TASK TO CARRY OUT
Could you repeat, word for word, only the lines from the one containing "account did not" through the final line of the records below?

DATA FOR ANALYSIS Start Marker

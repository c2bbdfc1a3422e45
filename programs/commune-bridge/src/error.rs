use anchor_lang::prelude::*;

#[error_code]
pub enum CustomErrorCode {
    #[msg("Invalid amount")]
    InvalidAmount = 1,
    #[msg("Destination address must not be empty")]
    EmptyDestinationAddress = 2,
    #[msg("Relay is paused")]
    RelayPaused = 3,
    #[msg("Invalid authority")]
    InvalidAuthority = 4,
    #[msg("Bridge authority is not the delegate of the source account")]
    InvalidDelegate = 5,
    #[msg("Invalid custody token account")]
    InvalidCustodyAccount = 6,
    #[msg("Invalid mint provided")]
    InvalidMint = 7,
    #[msg("Arithmetic overflow")]
    Overflow = 8,
    #[msg("ProgramData account did not match expected PDA.")]
    InvalidProgramData = 9,
    #[msg("Program has no upgrade authority (set to None).")]
    NoUpgradeAuthority = 10,
    #[msg("Signer is not the upgrade authority.")]
    InvalidUpgradeAuthority = 11,
}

DATA FOR ANALYSIS End Marker

ANSWER BELOW
    #[msg("ProgramData account did not match expected PDA.")]
    InvalidProgramData = 9,
    #[msg("Program has no upgrade authority (set to None).")]
    NoUpgradeAuthority = 10,
    #[msg("Signer is not the upgrade authority.")]
    InvalidUpgradeAuthority = 11,
}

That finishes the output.